> _PROBLEM DETAILS_: Look through the data below. Pick out the lines holding the string "DeserializeOwned".

Stored items:
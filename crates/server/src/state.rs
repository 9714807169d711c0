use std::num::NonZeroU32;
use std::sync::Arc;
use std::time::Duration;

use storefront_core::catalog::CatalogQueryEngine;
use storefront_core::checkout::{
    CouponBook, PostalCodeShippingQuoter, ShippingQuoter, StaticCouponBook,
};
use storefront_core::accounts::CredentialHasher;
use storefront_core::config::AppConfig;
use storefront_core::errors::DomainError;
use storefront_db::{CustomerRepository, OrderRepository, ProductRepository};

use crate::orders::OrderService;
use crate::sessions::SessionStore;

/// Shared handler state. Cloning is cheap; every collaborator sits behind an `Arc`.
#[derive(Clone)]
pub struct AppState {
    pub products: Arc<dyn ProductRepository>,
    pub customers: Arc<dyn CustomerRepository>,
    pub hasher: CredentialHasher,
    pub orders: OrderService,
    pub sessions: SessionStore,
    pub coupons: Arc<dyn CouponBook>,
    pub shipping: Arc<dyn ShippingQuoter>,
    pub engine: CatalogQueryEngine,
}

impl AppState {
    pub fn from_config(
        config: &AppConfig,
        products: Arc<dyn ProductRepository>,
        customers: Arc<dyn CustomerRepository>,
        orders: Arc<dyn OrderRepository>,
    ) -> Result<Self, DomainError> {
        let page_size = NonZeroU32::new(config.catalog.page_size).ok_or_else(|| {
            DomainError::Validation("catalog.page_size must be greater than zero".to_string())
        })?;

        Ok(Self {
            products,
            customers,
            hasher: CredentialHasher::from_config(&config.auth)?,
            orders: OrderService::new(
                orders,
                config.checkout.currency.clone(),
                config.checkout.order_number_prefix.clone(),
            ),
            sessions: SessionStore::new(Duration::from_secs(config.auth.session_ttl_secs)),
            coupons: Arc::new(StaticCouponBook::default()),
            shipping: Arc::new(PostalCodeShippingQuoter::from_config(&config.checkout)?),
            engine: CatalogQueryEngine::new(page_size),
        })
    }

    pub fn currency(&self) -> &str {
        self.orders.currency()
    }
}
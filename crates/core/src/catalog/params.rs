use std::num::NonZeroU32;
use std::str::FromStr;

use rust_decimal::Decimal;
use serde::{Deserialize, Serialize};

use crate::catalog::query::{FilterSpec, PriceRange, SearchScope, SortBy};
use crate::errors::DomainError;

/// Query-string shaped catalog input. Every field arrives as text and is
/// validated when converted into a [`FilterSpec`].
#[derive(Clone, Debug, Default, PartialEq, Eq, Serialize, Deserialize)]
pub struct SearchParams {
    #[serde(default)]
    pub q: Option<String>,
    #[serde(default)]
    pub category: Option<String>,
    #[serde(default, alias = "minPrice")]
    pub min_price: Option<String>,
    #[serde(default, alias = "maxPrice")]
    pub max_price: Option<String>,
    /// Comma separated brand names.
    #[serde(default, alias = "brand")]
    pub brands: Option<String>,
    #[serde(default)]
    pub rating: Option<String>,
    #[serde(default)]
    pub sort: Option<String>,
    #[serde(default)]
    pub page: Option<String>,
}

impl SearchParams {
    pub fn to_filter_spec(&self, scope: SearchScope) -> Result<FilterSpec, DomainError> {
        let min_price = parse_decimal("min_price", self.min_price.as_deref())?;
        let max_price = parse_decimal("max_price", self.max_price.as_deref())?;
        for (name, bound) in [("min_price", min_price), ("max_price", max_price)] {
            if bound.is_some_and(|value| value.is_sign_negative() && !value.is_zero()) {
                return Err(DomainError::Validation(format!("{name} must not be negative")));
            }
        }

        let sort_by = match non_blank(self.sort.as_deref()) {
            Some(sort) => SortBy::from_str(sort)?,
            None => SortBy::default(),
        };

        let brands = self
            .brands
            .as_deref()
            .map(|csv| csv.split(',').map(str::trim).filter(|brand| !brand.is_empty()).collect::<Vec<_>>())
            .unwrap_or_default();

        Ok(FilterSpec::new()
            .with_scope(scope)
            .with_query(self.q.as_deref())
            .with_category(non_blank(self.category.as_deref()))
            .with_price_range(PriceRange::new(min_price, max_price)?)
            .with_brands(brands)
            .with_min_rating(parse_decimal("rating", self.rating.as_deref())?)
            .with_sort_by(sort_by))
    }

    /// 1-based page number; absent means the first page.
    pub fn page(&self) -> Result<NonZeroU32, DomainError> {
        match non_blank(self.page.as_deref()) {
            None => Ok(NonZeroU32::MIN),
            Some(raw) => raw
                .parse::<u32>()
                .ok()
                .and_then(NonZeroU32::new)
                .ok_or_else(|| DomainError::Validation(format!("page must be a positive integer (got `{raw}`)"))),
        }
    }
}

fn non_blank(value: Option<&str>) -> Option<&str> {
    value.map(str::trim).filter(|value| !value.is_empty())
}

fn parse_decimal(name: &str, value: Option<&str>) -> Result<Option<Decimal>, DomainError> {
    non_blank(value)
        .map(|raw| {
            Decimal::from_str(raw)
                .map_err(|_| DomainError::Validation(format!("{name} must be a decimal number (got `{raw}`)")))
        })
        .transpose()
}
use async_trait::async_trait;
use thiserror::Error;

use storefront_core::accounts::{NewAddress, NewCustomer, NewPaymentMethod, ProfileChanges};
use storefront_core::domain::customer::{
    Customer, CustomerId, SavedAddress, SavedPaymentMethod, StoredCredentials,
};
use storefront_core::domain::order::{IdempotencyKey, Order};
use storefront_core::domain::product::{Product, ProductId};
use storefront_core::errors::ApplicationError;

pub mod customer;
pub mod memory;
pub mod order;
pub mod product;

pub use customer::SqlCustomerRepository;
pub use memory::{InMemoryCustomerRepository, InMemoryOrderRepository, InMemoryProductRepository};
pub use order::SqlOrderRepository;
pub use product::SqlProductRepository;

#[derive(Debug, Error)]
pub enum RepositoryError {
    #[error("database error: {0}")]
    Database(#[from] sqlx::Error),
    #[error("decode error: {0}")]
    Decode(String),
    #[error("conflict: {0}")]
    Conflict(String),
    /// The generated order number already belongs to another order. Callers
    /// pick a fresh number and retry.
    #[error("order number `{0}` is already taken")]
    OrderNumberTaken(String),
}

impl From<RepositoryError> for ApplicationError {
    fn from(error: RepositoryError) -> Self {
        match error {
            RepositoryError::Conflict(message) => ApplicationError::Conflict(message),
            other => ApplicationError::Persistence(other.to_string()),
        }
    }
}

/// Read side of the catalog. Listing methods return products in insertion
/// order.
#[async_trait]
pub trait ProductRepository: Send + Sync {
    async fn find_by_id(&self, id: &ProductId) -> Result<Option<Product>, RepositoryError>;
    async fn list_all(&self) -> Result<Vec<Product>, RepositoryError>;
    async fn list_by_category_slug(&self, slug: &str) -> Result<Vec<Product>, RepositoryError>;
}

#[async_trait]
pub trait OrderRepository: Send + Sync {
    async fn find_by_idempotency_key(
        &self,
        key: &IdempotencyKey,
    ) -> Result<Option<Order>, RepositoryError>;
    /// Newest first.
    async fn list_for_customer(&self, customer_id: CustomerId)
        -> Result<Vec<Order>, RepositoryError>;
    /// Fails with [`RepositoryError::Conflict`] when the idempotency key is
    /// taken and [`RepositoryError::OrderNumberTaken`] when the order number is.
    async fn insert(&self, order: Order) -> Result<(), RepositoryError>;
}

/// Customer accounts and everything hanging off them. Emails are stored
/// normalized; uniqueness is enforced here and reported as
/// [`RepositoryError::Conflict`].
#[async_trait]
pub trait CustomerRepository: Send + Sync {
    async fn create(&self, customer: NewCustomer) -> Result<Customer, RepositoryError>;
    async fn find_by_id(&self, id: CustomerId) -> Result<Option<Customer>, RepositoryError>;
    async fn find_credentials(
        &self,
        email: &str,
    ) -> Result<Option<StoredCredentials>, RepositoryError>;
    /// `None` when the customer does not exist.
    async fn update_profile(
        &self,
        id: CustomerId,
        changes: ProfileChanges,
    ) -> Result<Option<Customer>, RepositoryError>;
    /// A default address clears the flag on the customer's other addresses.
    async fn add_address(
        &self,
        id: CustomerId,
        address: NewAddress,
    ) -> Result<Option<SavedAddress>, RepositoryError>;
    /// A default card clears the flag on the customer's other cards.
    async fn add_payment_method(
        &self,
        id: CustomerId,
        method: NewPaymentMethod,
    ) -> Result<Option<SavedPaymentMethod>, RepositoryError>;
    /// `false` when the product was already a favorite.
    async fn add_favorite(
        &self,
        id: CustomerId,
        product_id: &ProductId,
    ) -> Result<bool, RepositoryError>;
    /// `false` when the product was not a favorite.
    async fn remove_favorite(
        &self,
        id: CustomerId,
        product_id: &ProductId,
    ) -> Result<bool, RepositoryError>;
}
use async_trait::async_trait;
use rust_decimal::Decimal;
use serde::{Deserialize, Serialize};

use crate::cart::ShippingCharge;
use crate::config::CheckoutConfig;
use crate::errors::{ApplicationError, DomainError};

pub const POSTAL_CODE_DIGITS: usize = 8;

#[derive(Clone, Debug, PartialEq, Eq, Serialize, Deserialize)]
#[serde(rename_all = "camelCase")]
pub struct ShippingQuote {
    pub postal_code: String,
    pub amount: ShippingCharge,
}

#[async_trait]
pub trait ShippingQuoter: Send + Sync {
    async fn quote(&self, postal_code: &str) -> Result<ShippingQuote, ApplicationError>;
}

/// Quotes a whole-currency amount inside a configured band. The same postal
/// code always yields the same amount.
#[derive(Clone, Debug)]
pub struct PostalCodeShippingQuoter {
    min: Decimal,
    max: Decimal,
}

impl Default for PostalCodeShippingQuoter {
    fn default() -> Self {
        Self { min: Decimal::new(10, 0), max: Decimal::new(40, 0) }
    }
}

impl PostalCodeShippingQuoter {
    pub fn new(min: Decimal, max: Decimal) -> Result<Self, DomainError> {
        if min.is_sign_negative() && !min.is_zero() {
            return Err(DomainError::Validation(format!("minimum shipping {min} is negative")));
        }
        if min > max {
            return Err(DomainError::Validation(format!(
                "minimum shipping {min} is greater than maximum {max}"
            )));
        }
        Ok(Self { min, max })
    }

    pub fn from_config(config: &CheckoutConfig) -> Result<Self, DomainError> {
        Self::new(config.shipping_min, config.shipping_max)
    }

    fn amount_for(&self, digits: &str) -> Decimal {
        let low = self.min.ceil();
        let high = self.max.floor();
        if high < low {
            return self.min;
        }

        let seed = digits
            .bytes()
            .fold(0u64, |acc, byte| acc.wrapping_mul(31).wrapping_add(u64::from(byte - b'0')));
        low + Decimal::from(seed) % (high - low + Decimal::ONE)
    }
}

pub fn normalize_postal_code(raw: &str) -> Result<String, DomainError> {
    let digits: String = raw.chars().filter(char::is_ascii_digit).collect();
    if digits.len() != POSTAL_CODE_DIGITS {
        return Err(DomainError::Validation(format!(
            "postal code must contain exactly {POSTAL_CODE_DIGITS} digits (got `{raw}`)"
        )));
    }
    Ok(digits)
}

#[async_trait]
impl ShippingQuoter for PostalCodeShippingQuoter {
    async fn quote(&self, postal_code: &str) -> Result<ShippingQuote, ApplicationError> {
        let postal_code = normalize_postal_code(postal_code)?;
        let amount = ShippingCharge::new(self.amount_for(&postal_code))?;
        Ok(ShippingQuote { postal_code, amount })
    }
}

...

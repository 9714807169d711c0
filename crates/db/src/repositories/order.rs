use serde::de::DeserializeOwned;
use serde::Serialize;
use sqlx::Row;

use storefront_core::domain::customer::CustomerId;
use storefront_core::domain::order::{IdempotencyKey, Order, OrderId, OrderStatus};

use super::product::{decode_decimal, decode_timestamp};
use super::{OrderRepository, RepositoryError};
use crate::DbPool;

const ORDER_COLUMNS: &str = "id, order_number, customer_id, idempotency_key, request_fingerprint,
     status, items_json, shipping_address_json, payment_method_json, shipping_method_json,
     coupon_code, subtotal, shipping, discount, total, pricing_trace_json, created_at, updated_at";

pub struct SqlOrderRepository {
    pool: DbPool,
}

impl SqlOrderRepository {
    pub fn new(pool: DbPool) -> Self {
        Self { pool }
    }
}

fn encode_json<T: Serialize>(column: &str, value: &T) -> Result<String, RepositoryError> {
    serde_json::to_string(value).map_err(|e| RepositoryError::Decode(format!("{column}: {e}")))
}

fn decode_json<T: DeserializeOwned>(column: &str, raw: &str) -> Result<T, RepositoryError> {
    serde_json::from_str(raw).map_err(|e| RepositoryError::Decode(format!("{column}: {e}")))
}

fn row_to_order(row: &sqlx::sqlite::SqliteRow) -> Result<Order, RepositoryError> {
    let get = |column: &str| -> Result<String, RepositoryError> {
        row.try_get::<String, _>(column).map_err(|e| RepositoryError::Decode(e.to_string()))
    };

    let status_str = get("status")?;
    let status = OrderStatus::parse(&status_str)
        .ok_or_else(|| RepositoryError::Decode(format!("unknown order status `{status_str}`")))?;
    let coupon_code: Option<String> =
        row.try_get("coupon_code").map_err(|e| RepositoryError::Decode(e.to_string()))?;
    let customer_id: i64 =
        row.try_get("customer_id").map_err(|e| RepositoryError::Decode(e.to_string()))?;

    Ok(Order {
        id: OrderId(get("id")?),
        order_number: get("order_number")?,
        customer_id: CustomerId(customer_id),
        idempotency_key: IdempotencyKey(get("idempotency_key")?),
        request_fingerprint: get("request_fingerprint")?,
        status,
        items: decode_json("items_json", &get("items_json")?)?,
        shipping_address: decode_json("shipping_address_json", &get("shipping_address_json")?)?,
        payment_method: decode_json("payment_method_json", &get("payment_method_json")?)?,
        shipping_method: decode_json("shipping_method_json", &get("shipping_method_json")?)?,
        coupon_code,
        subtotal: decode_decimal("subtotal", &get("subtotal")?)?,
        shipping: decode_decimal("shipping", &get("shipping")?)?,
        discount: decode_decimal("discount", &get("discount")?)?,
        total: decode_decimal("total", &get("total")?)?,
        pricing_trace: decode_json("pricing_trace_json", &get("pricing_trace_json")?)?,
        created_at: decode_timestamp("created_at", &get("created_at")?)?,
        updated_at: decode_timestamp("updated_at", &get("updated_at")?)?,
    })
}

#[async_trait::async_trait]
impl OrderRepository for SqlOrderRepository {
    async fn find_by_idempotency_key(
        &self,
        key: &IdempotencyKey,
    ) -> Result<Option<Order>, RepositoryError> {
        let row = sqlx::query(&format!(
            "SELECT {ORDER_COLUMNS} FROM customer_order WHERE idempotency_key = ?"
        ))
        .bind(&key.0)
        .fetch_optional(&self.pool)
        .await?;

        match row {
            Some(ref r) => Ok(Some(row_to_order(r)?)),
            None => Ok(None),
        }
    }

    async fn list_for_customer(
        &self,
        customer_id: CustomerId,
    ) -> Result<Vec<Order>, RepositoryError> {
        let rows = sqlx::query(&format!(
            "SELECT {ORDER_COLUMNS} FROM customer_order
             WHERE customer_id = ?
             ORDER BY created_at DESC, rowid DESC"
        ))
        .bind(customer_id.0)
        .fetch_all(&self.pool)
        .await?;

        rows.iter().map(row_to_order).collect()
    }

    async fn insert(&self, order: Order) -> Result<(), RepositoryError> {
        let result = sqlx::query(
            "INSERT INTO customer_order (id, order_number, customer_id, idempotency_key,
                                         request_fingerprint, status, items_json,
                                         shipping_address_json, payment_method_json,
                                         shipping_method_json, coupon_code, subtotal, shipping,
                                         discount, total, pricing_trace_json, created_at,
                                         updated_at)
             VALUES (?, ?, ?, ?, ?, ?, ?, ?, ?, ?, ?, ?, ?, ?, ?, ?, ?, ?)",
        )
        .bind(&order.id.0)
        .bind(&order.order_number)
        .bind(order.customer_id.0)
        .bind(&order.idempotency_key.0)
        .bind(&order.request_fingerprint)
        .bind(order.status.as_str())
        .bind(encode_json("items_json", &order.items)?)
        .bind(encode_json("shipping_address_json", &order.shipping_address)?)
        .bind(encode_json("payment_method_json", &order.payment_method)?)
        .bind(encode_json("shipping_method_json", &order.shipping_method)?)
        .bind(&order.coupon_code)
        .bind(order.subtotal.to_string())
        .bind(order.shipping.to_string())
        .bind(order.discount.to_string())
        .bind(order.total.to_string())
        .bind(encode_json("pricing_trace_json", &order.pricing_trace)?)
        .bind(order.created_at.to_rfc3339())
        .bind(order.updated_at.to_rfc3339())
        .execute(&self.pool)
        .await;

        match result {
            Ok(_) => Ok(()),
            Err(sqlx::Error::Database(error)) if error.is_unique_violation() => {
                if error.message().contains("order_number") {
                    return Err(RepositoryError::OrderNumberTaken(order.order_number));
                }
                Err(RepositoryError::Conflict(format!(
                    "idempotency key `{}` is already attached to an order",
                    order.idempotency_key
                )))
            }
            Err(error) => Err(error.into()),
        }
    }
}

==

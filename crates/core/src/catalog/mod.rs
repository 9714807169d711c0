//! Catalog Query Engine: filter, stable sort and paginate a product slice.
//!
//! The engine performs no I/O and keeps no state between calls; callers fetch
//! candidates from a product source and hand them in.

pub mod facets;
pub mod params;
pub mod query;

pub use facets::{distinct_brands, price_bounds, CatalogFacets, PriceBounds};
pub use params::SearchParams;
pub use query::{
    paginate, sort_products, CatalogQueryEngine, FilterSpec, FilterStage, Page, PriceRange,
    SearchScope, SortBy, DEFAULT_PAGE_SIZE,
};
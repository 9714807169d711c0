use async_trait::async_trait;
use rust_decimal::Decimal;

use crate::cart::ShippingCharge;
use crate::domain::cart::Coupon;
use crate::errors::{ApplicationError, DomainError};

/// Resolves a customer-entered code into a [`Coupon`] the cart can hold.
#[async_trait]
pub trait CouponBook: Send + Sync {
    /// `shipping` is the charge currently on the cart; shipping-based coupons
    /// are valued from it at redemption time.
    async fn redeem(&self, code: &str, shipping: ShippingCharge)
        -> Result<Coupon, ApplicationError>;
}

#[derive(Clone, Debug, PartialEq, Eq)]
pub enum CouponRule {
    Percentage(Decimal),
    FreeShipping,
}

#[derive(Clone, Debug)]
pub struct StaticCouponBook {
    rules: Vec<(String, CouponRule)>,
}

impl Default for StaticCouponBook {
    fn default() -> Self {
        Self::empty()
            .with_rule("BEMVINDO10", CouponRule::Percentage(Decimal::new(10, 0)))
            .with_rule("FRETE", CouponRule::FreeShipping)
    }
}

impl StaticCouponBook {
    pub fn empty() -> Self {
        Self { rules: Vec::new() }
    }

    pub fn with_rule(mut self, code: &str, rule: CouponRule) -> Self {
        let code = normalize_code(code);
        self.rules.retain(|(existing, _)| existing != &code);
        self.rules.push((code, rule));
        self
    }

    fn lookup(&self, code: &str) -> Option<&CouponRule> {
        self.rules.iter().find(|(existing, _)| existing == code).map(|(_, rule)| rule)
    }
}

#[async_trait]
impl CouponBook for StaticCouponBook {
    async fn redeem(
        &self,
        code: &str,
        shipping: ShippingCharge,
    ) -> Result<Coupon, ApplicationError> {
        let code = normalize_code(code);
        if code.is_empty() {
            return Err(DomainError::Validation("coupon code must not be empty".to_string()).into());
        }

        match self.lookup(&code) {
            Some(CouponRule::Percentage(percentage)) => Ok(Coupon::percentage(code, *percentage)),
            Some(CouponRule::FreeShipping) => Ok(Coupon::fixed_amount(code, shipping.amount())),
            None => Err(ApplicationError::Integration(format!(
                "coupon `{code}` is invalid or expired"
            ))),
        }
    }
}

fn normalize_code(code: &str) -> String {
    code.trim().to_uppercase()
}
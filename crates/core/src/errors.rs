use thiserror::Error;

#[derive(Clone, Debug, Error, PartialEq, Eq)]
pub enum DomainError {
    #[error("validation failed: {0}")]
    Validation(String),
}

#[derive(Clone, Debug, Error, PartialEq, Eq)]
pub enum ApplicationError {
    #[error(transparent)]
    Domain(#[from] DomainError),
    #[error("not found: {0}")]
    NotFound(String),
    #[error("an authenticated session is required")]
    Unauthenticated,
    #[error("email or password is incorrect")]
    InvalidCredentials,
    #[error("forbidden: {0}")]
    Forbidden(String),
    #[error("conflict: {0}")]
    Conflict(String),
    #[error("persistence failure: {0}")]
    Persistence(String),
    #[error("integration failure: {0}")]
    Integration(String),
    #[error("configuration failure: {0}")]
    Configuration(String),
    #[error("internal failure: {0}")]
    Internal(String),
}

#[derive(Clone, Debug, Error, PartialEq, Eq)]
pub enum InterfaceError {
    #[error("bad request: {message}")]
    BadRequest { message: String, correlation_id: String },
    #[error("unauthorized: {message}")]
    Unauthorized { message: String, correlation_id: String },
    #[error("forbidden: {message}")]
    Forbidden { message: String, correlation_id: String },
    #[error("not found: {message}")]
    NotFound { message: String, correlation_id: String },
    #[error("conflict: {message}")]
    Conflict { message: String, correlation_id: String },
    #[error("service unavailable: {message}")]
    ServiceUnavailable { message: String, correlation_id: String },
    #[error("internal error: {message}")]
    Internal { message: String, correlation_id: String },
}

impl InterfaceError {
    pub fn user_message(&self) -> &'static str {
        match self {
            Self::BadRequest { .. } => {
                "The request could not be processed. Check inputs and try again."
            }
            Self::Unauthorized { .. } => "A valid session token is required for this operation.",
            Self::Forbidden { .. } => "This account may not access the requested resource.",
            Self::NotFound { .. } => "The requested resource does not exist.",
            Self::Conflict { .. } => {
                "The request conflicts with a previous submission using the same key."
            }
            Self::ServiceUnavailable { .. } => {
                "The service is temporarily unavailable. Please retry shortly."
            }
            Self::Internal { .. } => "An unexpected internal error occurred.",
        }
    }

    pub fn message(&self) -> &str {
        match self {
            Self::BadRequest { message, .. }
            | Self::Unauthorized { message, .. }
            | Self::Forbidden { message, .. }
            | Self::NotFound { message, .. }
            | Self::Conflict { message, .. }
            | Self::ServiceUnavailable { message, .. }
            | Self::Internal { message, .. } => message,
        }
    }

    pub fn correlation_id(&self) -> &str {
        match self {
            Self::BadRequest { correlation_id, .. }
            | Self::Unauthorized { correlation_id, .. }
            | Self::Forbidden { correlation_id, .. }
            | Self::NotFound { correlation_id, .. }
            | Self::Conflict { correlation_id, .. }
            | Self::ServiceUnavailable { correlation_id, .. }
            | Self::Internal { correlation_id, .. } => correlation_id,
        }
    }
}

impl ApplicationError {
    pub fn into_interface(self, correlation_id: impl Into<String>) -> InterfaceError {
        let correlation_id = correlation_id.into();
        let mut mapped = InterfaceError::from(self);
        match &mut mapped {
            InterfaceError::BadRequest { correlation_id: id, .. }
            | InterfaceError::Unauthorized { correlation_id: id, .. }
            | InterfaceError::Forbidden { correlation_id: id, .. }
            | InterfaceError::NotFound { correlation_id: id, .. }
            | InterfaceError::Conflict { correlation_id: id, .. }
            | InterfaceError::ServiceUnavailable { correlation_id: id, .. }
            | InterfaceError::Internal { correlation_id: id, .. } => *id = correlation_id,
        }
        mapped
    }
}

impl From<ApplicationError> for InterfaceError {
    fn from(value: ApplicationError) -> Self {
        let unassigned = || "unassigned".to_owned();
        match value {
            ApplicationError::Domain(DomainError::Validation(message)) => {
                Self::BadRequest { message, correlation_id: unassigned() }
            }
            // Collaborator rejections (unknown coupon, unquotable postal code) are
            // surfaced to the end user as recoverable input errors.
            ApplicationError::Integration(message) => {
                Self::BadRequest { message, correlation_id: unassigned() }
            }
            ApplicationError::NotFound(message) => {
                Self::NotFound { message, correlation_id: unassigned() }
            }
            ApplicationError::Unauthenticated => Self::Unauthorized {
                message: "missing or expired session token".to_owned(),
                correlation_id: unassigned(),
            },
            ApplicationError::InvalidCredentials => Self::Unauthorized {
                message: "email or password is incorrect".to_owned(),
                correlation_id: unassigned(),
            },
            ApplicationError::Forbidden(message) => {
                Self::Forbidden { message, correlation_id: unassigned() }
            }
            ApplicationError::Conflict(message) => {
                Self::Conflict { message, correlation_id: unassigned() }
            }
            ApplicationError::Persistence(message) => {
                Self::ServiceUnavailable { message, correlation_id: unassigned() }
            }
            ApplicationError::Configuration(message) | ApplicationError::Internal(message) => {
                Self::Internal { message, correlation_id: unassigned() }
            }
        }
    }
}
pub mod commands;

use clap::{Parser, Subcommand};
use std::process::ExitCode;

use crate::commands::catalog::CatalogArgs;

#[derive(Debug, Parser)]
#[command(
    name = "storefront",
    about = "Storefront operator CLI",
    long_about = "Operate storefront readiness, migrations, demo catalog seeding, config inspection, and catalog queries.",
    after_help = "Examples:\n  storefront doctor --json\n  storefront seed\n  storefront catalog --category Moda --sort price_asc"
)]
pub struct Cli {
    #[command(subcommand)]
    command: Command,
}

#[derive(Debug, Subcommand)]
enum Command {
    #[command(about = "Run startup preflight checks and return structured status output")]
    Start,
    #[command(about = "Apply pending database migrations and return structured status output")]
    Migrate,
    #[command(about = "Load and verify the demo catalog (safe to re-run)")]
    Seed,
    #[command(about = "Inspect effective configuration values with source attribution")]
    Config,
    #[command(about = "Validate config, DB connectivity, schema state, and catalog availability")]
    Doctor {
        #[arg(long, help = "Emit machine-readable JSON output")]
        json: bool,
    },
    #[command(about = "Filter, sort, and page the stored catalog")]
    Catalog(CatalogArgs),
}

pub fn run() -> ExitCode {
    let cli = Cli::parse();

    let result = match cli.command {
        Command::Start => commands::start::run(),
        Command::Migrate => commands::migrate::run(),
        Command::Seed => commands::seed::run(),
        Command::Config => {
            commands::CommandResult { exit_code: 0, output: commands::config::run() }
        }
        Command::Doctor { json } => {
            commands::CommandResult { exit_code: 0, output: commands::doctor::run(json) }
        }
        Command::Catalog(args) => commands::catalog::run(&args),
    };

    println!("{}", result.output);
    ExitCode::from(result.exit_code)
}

> _TASK SOLUTION_:
use serde::de::DeserializeOwned;
fn decode_json<T: DeserializeOwned>(column: &str, raw: &str) -> Result<T, RepositoryError> {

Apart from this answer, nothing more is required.